(Records contained in a dataset)
○ ○ ○

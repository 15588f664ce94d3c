//! DispatchSession - per-operation delivery state
//!
//! Owned by exactly one dispatch task, so accumulation needs no locking.
//! Every response is aligned to identities before it touches the state.

use std::collections::{HashMap, HashSet};

use contracts::{ContractError, DispatchReport, Event, EventId, ItemClass, ItemStatus, Outcome};
use tracing::warn;

/// Per-attempt tally
#[derive(Debug, Clone, Copy, Default, PartialEq, Eq)]
pub struct AttemptSummary {
    pub succeeded: usize,
    pub dropped: usize,
    pub retryable: usize,
    /// Entries with unknown, duplicate or missing identity
    pub ignored: usize,
}

/// State of one logical send operation
#[derive(Debug)]
pub struct DispatchSession {
    sink_name: String,
    original: Vec<Event>,
    attempt: u32,
    /// Identities not yet finally resolved
    outstanding: HashSet<EventId>,
    /// Final outcomes (success or dropped), at most one per identity
    resolved: HashMap<EventId, Outcome>,
    /// Latest retryable outcome of each outstanding identity
    pending: HashMap<EventId, Outcome>,
}

impl DispatchSession {
    /// Start a session; identities must be unique within the batch
    pub fn new(sink_name: impl Into<String>, batch: Vec<Event>) -> Result<Self, ContractError> {
        let sink_name = sink_name.into();
        let mut outstanding = HashSet::with_capacity(batch.len());
        for event in &batch {
            if !outstanding.insert(event.id.clone()) {
                return Err(ContractError::client(
                    &sink_name,
                    format!("duplicate event id '{}' in batch", event.id),
                ));
            }
        }

        Ok(Self {
            sink_name,
            resolved: HashMap::with_capacity(batch.len()),
            pending: HashMap::new(),
            original: batch,
            attempt: 1,
            outstanding,
        })
    }

    pub fn attempt(&self) -> u32 {
        self.attempt
    }

    pub fn batch_len(&self) -> usize {
        self.original.len()
    }

    pub fn outstanding_len(&self) -> usize {
        self.outstanding.len()
    }

    /// True once nothing is outstanding
    pub fn is_resolved(&self) -> bool {
        self.outstanding.is_empty()
    }

    /// Events of the next request: exactly the outstanding identities, in
    /// original order
    pub fn next_request(&self) -> Vec<Event> {
        self.original
            .iter()
            .filter(|event| self.outstanding.contains(&event.id))
            .cloned()
            .collect()
    }

    /// Record the response to `sent`
    ///
    /// Echoed identities win; otherwise the identity is taken from the
    /// request position. Events without a usable answer stay retryable.
    pub fn apply_response<C>(
        &mut self,
        sent: &[Event],
        statuses: Vec<ItemStatus>,
        classify: C,
    ) -> AttemptSummary
    where
        C: Fn(&ItemStatus) -> ItemClass,
    {
        let mut summary = AttemptSummary::default();
        let mut answered: HashSet<EventId> = HashSet::with_capacity(sent.len());

        if statuses.len() != sent.len() {
            warn!(
                sink = %self.sink_name,
                attempt = self.attempt,
                sent = sent.len(),
                received = statuses.len(),
                "Response length differs from request"
            );
        }

        for (position, status) in statuses.into_iter().enumerate() {
            let Some(id) = status
                .id
                .clone()
                .or_else(|| sent.get(position).map(|e| e.id.clone()))
            else {
                summary.ignored += 1;
                continue;
            };

            if !self.outstanding.contains(&id) {
                warn!(sink = %self.sink_name, event_id = %id, "Status for unknown or resolved event ignored");
                summary.ignored += 1;
                continue;
            }
            if !answered.insert(id.clone()) {
                warn!(sink = %self.sink_name, event_id = %id, "Duplicate status ignored");
                summary.ignored += 1;
                continue;
            }

            let class = classify(&status);
            let outcome = Outcome::classified(id.clone(), &status, class, self.attempt);
            match class {
                ItemClass::Success => {
                    summary.succeeded += 1;
                    self.resolve(id, outcome);
                }
                ItemClass::Fatal => {
                    warn!(
                        sink = %self.sink_name,
                        event_id = %id,
                        status = status.status,
                        error = status.error.as_deref().unwrap_or(""),
                        "Event rejected, dropping"
                    );
                    summary.dropped += 1;
                    self.resolve(id, outcome);
                }
                ItemClass::Retryable => {
                    summary.retryable += 1;
                    self.pending.insert(id, outcome);
                }
            }
        }

        for event in sent {
            if self.outstanding.contains(&event.id) && !answered.contains(&event.id) {
                summary.retryable += 1;
                self.pending.insert(
                    event.id.clone(),
                    Outcome::missing(event.id.clone(), self.attempt, "no status in response"),
                );
            }
        }

        summary
    }

    /// Failure handed to the retry strategy while events are outstanding
    ///
    /// When every outstanding event was throttled the failure is `Throttled`.
    /// When every one failed with 429 or 5xx, and at least one with 5xx, it is
    /// `ServerBusy` carrying the highest status. Missing answers and any other
    /// code give `PartialFailure`.
    pub fn outstanding_failure(&self) -> ContractError {
        let outstanding = self.outstanding.len();
        let codes: Vec<u16> = self.pending.values().map(|o| o.status_code).collect();
        let server_error = |code: u16| (500..=599).contains(&code);

        if !codes.is_empty() && codes.len() == outstanding {
            if codes.iter().all(|&code| code == 429) {
                return ContractError::Throttled {
                    sink_name: self.sink_name.clone(),
                    message: format!("{outstanding} item(s) throttled on attempt {}", self.attempt),
                };
            }
            if codes.iter().all(|&code| code == 429 || server_error(code)) {
                let status = codes.iter().copied().filter(|&code| server_error(code)).max().unwrap_or(500);
                return ContractError::ServerBusy {
                    sink_name: self.sink_name.clone(),
                    status,
                    message: format!("{outstanding} item(s) failed on attempt {}", self.attempt),
                };
            }
        }

        ContractError::PartialFailure {
            sink_name: self.sink_name.clone(),
            outstanding,
            attempt: self.attempt,
        }
    }

    /// Record a transport failure: every in-flight event stays retryable
    pub fn apply_transport_failure(&mut self, sent: &[Event], error: &ContractError) {
        let message = error.to_string();
        for event in sent {
            if self.outstanding.contains(&event.id) {
                self.pending.insert(
                    event.id.clone(),
                    Outcome::missing(event.id.clone(), self.attempt, message.clone()),
                );
            }
        }
    }

    /// Move to the given attempt number
    pub fn advance(&mut self, next_attempt: u32) {
        self.attempt = next_attempt;
    }

    fn resolve(&mut self, id: EventId, outcome: Outcome) {
        self.outstanding.remove(&id);
        self.pending.remove(&id);
        self.resolved.insert(id, outcome);
    }

    /// Final report in original batch order
    ///
    /// Only meaningful once [`is_resolved`](Self::is_resolved).
    pub fn into_report(mut self, retries: u32) -> DispatchReport {
        let outcomes = self
            .original
            .iter()
            .filter_map(|event| self.resolved.remove(&event.id))
            .collect();
        DispatchReport {
            outcomes,
            attempts: self.attempt,
            retries,
        }
    }

    /// Everything known so far, for error diagnostics
    pub fn into_diagnostics(mut self) -> Vec<Outcome> {
        self.original
            .iter()
            .filter_map(|event| {
                self.resolved
                    .remove(&event.id)
                    .or_else(|| self.pending.remove(&event.id))
            })
            .collect()
    }
}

○ ○ ○

## Work to complete
Within the entries above, how many lines include the word "from"? Respond with the number only.

## Written answer
2